Incredibles 2
A blast from the Parrs…
The Parrs are back in action after 14 long years.
The world has changed a lot since The Incredibles. Not the world shown in Incredibles 2 – set directly after the first movie, this sees our spandex-suited super-family still foiling bad guys and still frowned on by government and public alike – but, y’know, the real world: superhero movies have now monopolised the multiplex and a cartoon villain has made the White House his lair.
Both of these developments, each bigger than Giant-Man, impact returning writer/director Brad Bird’s belated sequel to his 2004 original. So while the set-pieces really are incredible, as effervescent as anything over in the MCU, watching a runaway hover train brought spectacularly to heel just isn’t fresh in the way that superheroes saving a city from a giant robot was before Iron Man landed. And, as for the Trump influence, Bird strains a little too hard to make the franchise great again with regular nods to real-world politics: banished ‘Supers’ treated as second-class citizens and termed “illegals”; talk of media being used to feed lies to the duped masses; and such on-the-nose dialogue as, “People have more faith in a monkey throwing darts than Congress.”
Yet despite the first Incredibles feeling newer and, ideas-wise, more focused in its tale of dreary domesticity rubbing up against wacky world-saving, the sequel is terrific.
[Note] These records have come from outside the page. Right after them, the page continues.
use std::collections::{HashMap, HashSet};

use async_trait::async_trait;
use chrono::{DateTime, Utc};
use conductor_core::{
    conversation::ConversationStatus,
    ids::{ConversationId, IntegrationId, NotificationId, TaskId, UserId},
    task::TaskStatus,
    Conversation, Integration, Message, Notification, Task,
};
use tokio::sync::Mutex;
use tracing::instrument;

use crate::error::{RepoError, Result};
use crate::traits::Repository;

/// Everything the in-memory store holds, behind one mutex — mirroring the
/// teacher's `SessionManager { db: Mutex<Connection> }` shape, with
/// `HashMap`s standing in for tables and two `HashSet`s standing in for
/// the row-level locks a real database would hold for the lifetime of a
/// claiming transaction.
#[derive(Default)]
struct Store {
    conversations: HashMap<String, Conversation>,
    messages: HashMap<String, Vec<Message>>,
    tasks: HashMap<String, Task>,
    integrations: HashMap<String, Integration>,
    notifications: HashMap<String, Notification>,
    claimed_conversations: HashSet<String>,
    claimed_tasks: HashSet<String>,
}

/// Reference `Repository` implementation for tests and single-process
/// deployments. Not crash-safe and not shared across processes — a
/// production deployment swaps this for a SQL-backed implementation of
/// the same trait.
pub struct InMemoryRepository {
    store: Mutex<Store>,
}

impl InMemoryRepository {
    pub fn new() -> Self {
        Self {
            store: Mutex::new(Store::default()),
        }
    }
}

impl Default for InMemoryRepository {
    fn default() -> Self {
        Self::new()
    }
}

fn conversation_is_ready(c: &Conversation, now: DateTime<Utc>) -> bool {
    c.status == ConversationStatus::Background
        && c.schedule.is_some()
        && c.next_run_at.is_some_and(|t| t <= now)
}

fn task_is_ready(t: &Task, now: DateTime<Utc>) -> bool {
    t.status == TaskStatus::Active && t.next_run_at.is_some_and(|t| t <= now)
}

#[async_trait]
impl Repository for InMemoryRepository {
    #[instrument(skip(self, conversation))]
    async fn create_conversation(&self, conversation: Conversation) -> Result<()> {
        let mut store = self.store.lock().await;
        store
            .conversations
            .insert(conversation.id.as_str().to_string(), conversation);
        Ok(())
    }

    async fn get_conversation(&self, id: &ConversationId) -> Result<Conversation> {
        let store = self.store.lock().await;
        store
            .conversations
            .get(id.as_str())
            .cloned()
            .ok_or_else(|| RepoError::ConversationNotFound(id.clone()))
    }

    async fn update_conversation(&self, conversation: Conversation) -> Result<()> {
        let mut store = self.store.lock().await;
        store
            .conversations
            .insert(conversation.id.as_str().to_string(), conversation);
        Ok(())
    }

    async fn list_conversations_for_user(&self, user_id: &UserId) -> Result<Vec<Conversation>> {
        let store = self.store.lock().await;
        Ok(store
            .conversations
            .values()
            .filter(|c| &c.user_id == user_id)
            .cloned()
            .collect())
    }

    async fn append_message(&self, message: Message) -> Result<()> {
        let mut store = self.store.lock().await;
        store
            .messages
            .entry(message.conversation_id.as_str().to_string())
            .or_default()
            .push(message);
        Ok(())
    }

    async fn list_messages(
        &self,
        conversation_id: &ConversationId,
        limit: usize,
    ) -> Result<Vec<Message>> {
        let store = self.store.lock().await;
        let all = store
            .messages
            .get(conversation_id.as_str())
            .cloned()
            .unwrap_or_default();
        let start = all.len().saturating_sub(limit);
        Ok(all[start..].to_vec())
    }

    async fn create_task(&self, task: Task) -> Result<()> {
        let mut store = self.store.lock().await;
        store.tasks.insert(task.id.as_str().to_string(), task);
        Ok(())
    }

    async fn get_task(&self, id: &TaskId) -> Result<Task> {
        let store = self.store.lock().await;
        store
            .tasks
            .get(id.as_str())
            .cloned()
            .ok_or_else(|| RepoError::TaskNotFound(id.clone()))
    }

    async fn update_task(&self, task: Task) -> Result<()> {
        let mut store = self.store.lock().await;
        store.tasks.insert(task.id.as_str().to_string(), task);
        Ok(())
    }

    async fn list_tasks_for_conversation(
        &self,
        conversation_id: &ConversationId,
    ) -> Result<Vec<Task>> {
        let store = self.store.lock().await;
        Ok(store
            .tasks
            .values()
            .filter(|t| &t.conversation_id == conversation_id)
            .cloned()
            .collect())
    }

    async fn find_task_by_name(
        &self,
        conversation_id: &ConversationId,
        name: &str,
    ) -> Result<Option<Task>> {
        let store = self.store.lock().await;
        Ok(store
            .tasks
            .values()
            .find(|t| &t.conversation_id == conversation_id && t.name.eq_ignore_ascii_case(name))
            .cloned())
    }

    async fn create_integration(&self, integration: Integration) -> Result<()> {
        let mut store = self.store.lock().await;
        store
            .integrations
            .insert(integration.id.as_str().to_string(), integration);
        Ok(())
    }

    async fn list_integrations_for_user(&self, user_id: &UserId) -> Result<Vec<Integration>> {
        let store = self.store.lock().await;
        Ok(store
            .integrations
            .values()
            .filter(|i| &i.user_id == user_id)
            .cloned()
            .collect())
    }

    async fn get_integration(&self, id: &IntegrationId) -> Result<Integration> {
        let store = self.store.lock().await;
        store
            .integrations
            .get(id.as_str())
            .cloned()
            .ok_or_else(|| RepoError::IntegrationNotFound(id.as_str().to_string()))
    }

    async fn create_notification(&self, notification: Notification) -> Result<()> {
        let mut store = self.store.lock().await;
        store
            .notifications
            .insert(notification.id.as_str().to_string(), notification);
        Ok(())
    }

    async fn list_notifications_for_user(&self, user_id: &UserId) -> Result<Vec<Notification>> {
        let store = self.store.lock().await;
        Ok(store
            .notifications
            .values()
            .filter(|n| &n.user_id == user_id)
            .cloned()
            .collect())
    }

    async fn mark_notification_read(&self, id: &NotificationId) -> Result<()> {
        let mut store = self.store.lock().await;
        let notification = store
            .notifications
            .get_mut(id.as_str())
            .ok_or_else(|| RepoError::NotificationNotFound(id.as_str().to_string()))?;
        notification.read = true;
        Ok(())
    }

    #[instrument(skip(self))]
    async fn claim_ready_conversations(
        &self,
        limit: usize,
        now: DateTime<Utc>,
    ) -> Result<Vec<Conversation>> {
        let mut store = self.store.lock().await;
        let ready_ids: Vec<String> = store
            .conversations
            .values()
            .filter(|c| conversation_is_ready(c, now) && !store.claimed_conversations.contains(c.id.as_str()))
            .take(limit)
            .map(|c| c.id.as_str().to_string())
            .collect();

        let mut claimed = Vec::with_capacity(ready_ids.len());
        for id in ready_ids {
            store.claimed_conversations.insert(id.clone());
            if let Some(c) = store.conversations.get(&id) {
                tracing::debug!(conversation_id = %id, "claimed ready conversation");
                claimed.push(c.clone());
            }
        }
        Ok(claimed)
    }

    async fn release_conversation_claim(&self, id: &ConversationId) {
        let mut store = self.store.lock().await;
        store.claimed_conversations.remove(id.as_str());
    }

    #[instrument(skip(self))]
    async fn claim_ready_tasks(&self, limit: usize, now: DateTime<Utc>) -> Result<Vec<Task>> {
        let mut store = self.store.lock().await;
        let ready_ids: Vec<String> = store
            .tasks
            .values()
            .filter(|t| task_is_ready(t, now) && !store.claimed_tasks.contains(t.id.as_str()))
            .take(limit)
            .map(|t| t.id.as_str().to_string())
            .collect();

        let mut claimed = Vec::with_capacity(ready_ids.len());
        for id in ready_ids {
            store.claimed_tasks.insert(id.clone());
            if let Some(t) = store.tasks.get(&id) {
                tracing::debug!(task_id = %id, "claimed ready task");
                claimed.push(t.clone());
            }
        }
        Ok(claimed)
    }

    async fn release_task_claim(&self, id: &TaskId) {
        let mut store = self.store.lock().await;
        store.claimed_tasks.remove(id.as_str());
    }
}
For starters, who wouldn’t want to share in the further adventures of the Parr family – Bob/ Mr. Incredible (Craig T. Nelson), Helen/ Elastigirl (Holly Hunter), teen daughter Violet (Sarah Vowell), young son Dash (Huck Milner) and baby Jack-Jack (Eli Fucile)? What’s more, the soap-opera nature of their day-to-day tasks invites serialisation. Spider-Man certainly didn’t mean changing nappies, separating reds from whites and buying triple-A batteries when he spoke of great responsibilities, but these guys know what it truly takes to keep the world on its axis.
ENEMY MINER
It kicks off with a thrilling set-piece as the heroic clan take on the Underminer (Pixar stalwart John Ratzenberger) and his gigantic corkscrew drill. We soon see that little has changed: no one appreciates the intervention, the bank that was being robbed was insured anyway, and the programme keeping our Supers suited is closed down. Deliverance arrives in the form of telecommunications company DevTech, with CEO Winston Deavor (Bob Odenkirk) and his sister Evelyn (Catherine Keener) convincing the Parrs they just need a little PR spin.
But having analysed the numbers, DevTech only wants Elastigirl (Mr. Incredible is “too messy”), furnishing her with a sleek grey-and-black suit, a sleeker motorbike that splits apart so she can stretch her torso and pull off corners that London’s bendy buses could only dream of, and in-suit cameras to show the public the whole story. While Elastigirl’s off fighting
‘A GENUINE BLAST, BRILLIANTLY ANIMATED AND FURIOUS FUN’
Screenslaver (Bill Wise), a foe who controls people’s minds via, you guessed it, screens, Bob becomes a stay-at-home dad charged with coaching Violet through boy troubles, relearning maths for Dash’s homework and training Jack-Jack to control his polymorphous superpowers.
SNEEZY DOES IT
A glimpse of said powers was provided at the end of The Incredibles (and in 2005 short Jack-Jack Attack), but the full range won’t be spoilered here. Suffice to say they lend Incredibles 2 many of its best gags – an unexpected sneeze can bring explosive results – and its standout set-piece: Jack-Jack discovering his abilities while tussling with a trespassing raccoon. It’s a right rollicking ruckus, like Tom and Jerry leaving it all out on the floor of
Q’s workshop. The visual wit and invention are signature Bird – see also Elastigirl on her motorbike speeding under a monorail, a pursuit that recalls The French Connection, though Popeye Doyle never ploughed his vehicle through buildings, over rooftops and onto the top of the thundering train.
Incredibles 2 is not the Godfather: Part II, The Empire Strikes Back or Terminator 2: Judgment Day of animated sequels. Neither is it, in fact, the Toy Story 2 or Toy Story 3 of animated sequels. Its adult messages are laboured, and it lacks that allimportant emotional undertow (odd given that Bird made the heartbreaking The Iron Giant). The gender-swap career/parent dynamic feels a little obvious, Screenslaver is no match for the original’s oh-so-prescient toxic fanboy Syndrome, and there’s a twist you can see coming from outer space.
But it is a genuine blast, brilliantly animated and furious fun from first frame to last. And we haven’t even mentioned Bird’s movie-stealing cameo as everyone’s favourite fashionista Edna Mode… Jamie Graham
The VERDICT
Be sure to make family time for Bird’s flawed but dazzling sequel. “Superheroes suck,” says Violet. No, they most certainly don’t.